妻は私のいない所で交通事故に遭い、行方不明のまま数年が経っても見つかる事はなかった。だから、私はてっきりもう死んでしまったのだと思い込んでいたのだ。
それなのに。
「湊…」
「なあに?」
遠くから私がその子供の名前を呼ぶと、隣にいた母親は私の方を向いて、しばらくの間、そのまま呆然と立ち尽くしていた。
「北川、玲子さん…ですよね?」
「!」
私は子供の目の前でしゃがみ込むと、ハーモニカを差し出して、子供にこう言い聞かせた。

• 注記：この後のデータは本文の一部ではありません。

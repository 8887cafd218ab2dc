//! Line parser implementation using chumsky
//!
//! Grammar of one line:
//!
//!     fileline   := start_decl | rule | COMMENT | (nothing)
//!     start_decl := START EQ NON_TERMINAL END_OF_LINE [COMMENT]
//!     rule       := NON_TERMINAL EQ expr END_OF_LINE [COMMENT]
//!     expr       := term (ALT term)*
//!     term       := elem (PLUS elem)*
//!     elem       := NON_TERMINAL | SYMBOL | EPS
//!                 | LBR expr RBR | LSB expr RSB | LFB expr RFB
//!
//! The parser runs over `(Token, Range<usize>)` pairs so that the error reporting can
//! point back at the offending token's column.

use chumsky::prelude::*;

use super::syntax::{Line, SyntaxElem, SyntaxExpr, SyntaxTerm};
use crate::ebnf::error::SyntaxError;
use crate::ebnf::grammar::Bracket;
use crate::ebnf::lexer::{Token, TokenSpan, TokenizedLine};

/// Type alias for parser error
type ParserError = Simple<TokenSpan>;

/// Match one specific token
fn token(t: Token) -> impl Parser<TokenSpan, (), Error = ParserError> + Clone {
    filter(move |(tok, _): &TokenSpan| tok == &t).ignored()
}

fn non_terminal() -> impl Parser<TokenSpan, String, Error = ParserError> + Clone {
    select! { (Token::NonTerminal(name), _) => name }
}

fn comment() -> impl Parser<TokenSpan, String, Error = ParserError> + Clone {
    select! { (Token::Comment(text), _) => text }
}

/// `expr` with its nested groups
pub fn expression() -> impl Parser<TokenSpan, SyntaxExpr, Error = ParserError> + Clone {
    recursive(|expr| {
        let group = |open: Token, close: Token, bracket: Bracket| {
            expr.clone()
                .delimited_by(token(open), token(close))
                .map(move |body| SyntaxElem::Group(bracket, body))
        };

        let elem = select! {
            (Token::NonTerminal(name), _) => SyntaxElem::NonTerminal(name),
            (Token::Symbol(value), _) => SyntaxElem::Symbol(value),
            (Token::Eps, _) => SyntaxElem::Epsilon,
        }
        .or(group(Token::LBr, Token::RBr, Bracket::Group))
        .or(group(Token::LSb, Token::RSb, Bracket::Optional))
        .or(group(Token::LFb, Token::RFb, Bracket::Repetition));

        let term = elem
            .separated_by(token(Token::Plus))
            .at_least(1)
            .map(SyntaxTerm);

        term.separated_by(token(Token::Alt))
            .at_least(1)
            .map(SyntaxExpr)
    })
}

/// A whole line, which must be consumed entirely
pub fn line() -> impl Parser<TokenSpan, Line, Error = ParserError> {
    let start_decl = token(Token::Start)
        .ignore_then(token(Token::Eq))
        .ignore_then(non_terminal())
        .then_ignore(token(Token::EndOfLine))
        .then(comment().or_not())
        .map(|(name, comment)| Line::Start { name, comment });

    let rule = non_terminal()
        .then_ignore(token(Token::Eq))
        .then(expression())
        .then_ignore(token(Token::EndOfLine))
        .then(comment().or_not())
        .map(|((lhs, body), comment)| Line::Rule { lhs, body, comment });

    let comment_only = comment().map(Line::Comment);
    let blank = end().to(Line::Blank);

    start_decl
        .or(rule)
        .or(comment_only)
        .or(blank)
        .then_ignore(end())
}

/// Parse one tokenized line.
///
/// Running out of tokens is reported as a missing terminator; anything else the parser
/// stops at is an unexpected token.
pub fn parse_line(line: &TokenizedLine<'_>) -> Result<Line, SyntaxError> {
    self::line()
        .parse(line.tokens.clone())
        .map_err(|errors| {
            errors
                .into_iter()
                .next()
                .map(|error| to_syntax_error(line, &error))
                .unwrap_or(SyntaxError::MissingTerminator { line: line.number })
        })
}

fn to_syntax_error(line: &TokenizedLine<'_>, error: &ParserError) -> SyntaxError {
    match error.found() {
        Some((token, span)) => SyntaxError::UnexpectedToken {
            kind: token.kind(),
            value: token.value(),
            line: line.number,
            column: line.column_at(span.start),
        },
        None => SyntaxError::MissingTerminator { line: line.number },
    }
}

#[cfg(test)]
mod tests {
    use super::*;
    use crate::ebnf::lexer::tokenize_line;

    fn parse(text: &str) -> Result<Line, SyntaxError> {
        parse_line(&tokenize_line(text, 1))
    }

    fn sym(value: &str) -> SyntaxElem {
        SyntaxElem::Symbol(value.to_string())
    }

    fn nt(name: &str) -> SyntaxElem {
        SyntaxElem::NonTerminal(name.to_string())
    }

    #[test]
    fn test_start_declaration() {
        assert_eq!(
            parse("START = S ;"),
            Ok(Line::Start {
                name: "S".to_string(),
                comment: None
            })
        );
    }

    #[test]
    fn test_rule_with_comment() {
        assert_eq!(
            parse(r#"A = "x" + B | EPS ; # two alternatives"#),
            Ok(Line::Rule {
                lhs: "A".to_string(),
                body: SyntaxExpr(vec![
                    SyntaxTerm(vec![sym("x"), nt("B")]),
                    SyntaxTerm(vec![SyntaxElem::Epsilon]),
                ]),
                comment: Some(" two alternatives".to_string()),
            })
        );
    }

    #[test]
    fn test_nested_groups() {
        let Ok(Line::Rule { body, .. }) = parse(r#"A = { ( "a" | B ) + [ C ] } ;"#) else {
            panic!("expected a rule");
        };
        let group = SyntaxElem::Group(
            Bracket::Group,
            SyntaxExpr(vec![SyntaxTerm(vec![sym("a")]), SyntaxTerm(vec![nt("B")])]),
        );
        let optional = SyntaxElem::Group(
            Bracket::Optional,
            SyntaxExpr(vec![SyntaxTerm(vec![nt("C")])]),
        );
        assert_eq!(
            body,
            SyntaxExpr(vec![SyntaxTerm(vec![SyntaxElem::Group(
                Bracket::Repetition,
                SyntaxExpr(vec![SyntaxTerm(vec![group, optional])]),
            )])])
        );
    }

    #[test]
    fn test_comment_and_blank_lines() {
        assert_eq!(parse("# note"), Ok(Line::Comment(" note".to_string())));
        assert_eq!(parse(""), Ok(Line::Blank));
        assert_eq!(parse("   \t"), Ok(Line::Blank));
    }

    #[test]
    fn test_missing_terminator() {
        assert_eq!(
            parse(r#"A = "x""#),
            Err(SyntaxError::MissingTerminator { line: 1 })
        );
        assert_eq!(
            parse("START = S"),
            Err(SyntaxError::MissingTerminator { line: 1 })
        );
    }

    #[test]
    fn test_unexpected_token() {
        assert_eq!(
            parse(r#"A = "x" "y" ;"#),
            Err(SyntaxError::UnexpectedToken {
                kind: "SYMBOL",
                value: "y".to_string(),
                line: 1,
                column: 9
            })
        );
    }

    #[test]
    fn test_unbalanced_bracket() {
        assert_eq!(
            parse(r#"A = ( "x" ] ;"#),
            Err(SyntaxError::UnexpectedToken {
                kind: "RSB",
                value: "]".to_string(),
                line: 1,
                column: 11
            })
        );
    }

    #[test]
    fn test_trailing_tokens_after_terminator() {
        assert_eq!(
            parse("A = B ; C"),
            Err(SyntaxError::UnexpectedToken {
                kind: "NON_TERMINAL",
                value: "C".to_string(),
                line: 1,
                column: 9
            })
        );
    }

    #[test]
    fn test_empty_body_is_rejected() {
        assert_eq!(
            parse("A = ;"),
            Err(SyntaxError::UnexpectedToken {
                kind: "END_OF_LINE",
                value: ";".to_string(),
                line: 1,
                column: 5
            })
        );
    }
}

「今からパパの所に行くんだろ?じゃあ、これ大切に持っていかなきゃな?」
私はそう言うと、母親の頬にスッと涙が伝うのが分かった。
「…そのハーモニカは、私がママにあげたものなんだ。だから、大切にしてほしいんだ」
「おじちゃん、どういう事?ママの知り合い?」
「あ、あの、あなたは…」
母親は私に少し近づくと、私は母親の腕をそっと握りしめて喋り続けた。
「こんな形だけど、会えて嬉しかった。湊を宜しくな」
私がそう言うと、母親はその場に泣き崩れた。
「おじちゃん、ママを悲しませないで!」
「ああ、ゴメンな。おじちゃん、もう行くから、元気でな…」
子供はしばらくして、母親を連れ添って駅の方に向かって行った。
「北川湊、か。幸せにな、玲子…」
玲子に贈った、ハーモニカ。
それは、彼女に想いを伝えた時だった。
玲子はオルガンを、私はハーモニカを。同じ大学内で専攻していた。
私が初めて作った『希望の唄』に、オルガンで伴奏をつけてくれた玲子に、ある時から惹かれていたんだ。
大学卒業の日、私は勇気を出して玲子に告白をした。すると玲子は、快く頷いてくれたんだ。
私はそれがとても嬉しくて、大切なハーモニカを玲子に受け取ってほしいとプレゼントした。
その時のプレゼントが、今は子供に受け継がれているんだね。
湊という名前も、二人が大好きだった神戸の港の景色からあやかって名付けたもの。
キミがまだ、この世に生きていてくれてるという事だけで、私は幸せ者なんだ。
本当に心から、会えて良かった。
湊と玲子を幸せにしてくれる、パパがいるのなら。
私もまた、幸せだ。
それから、どれくらいの月日が流れたのだろう。
粉雪の降り積もる駅の向かいで、私はずっと俯せのままピタリと動く事もなく。少しばかりの笑顔で、しばらく眠り込んでいた。
彼女のオルガンが、私の耳元で囁くと。
湊の前で、再度ハーモニカを奏でながら。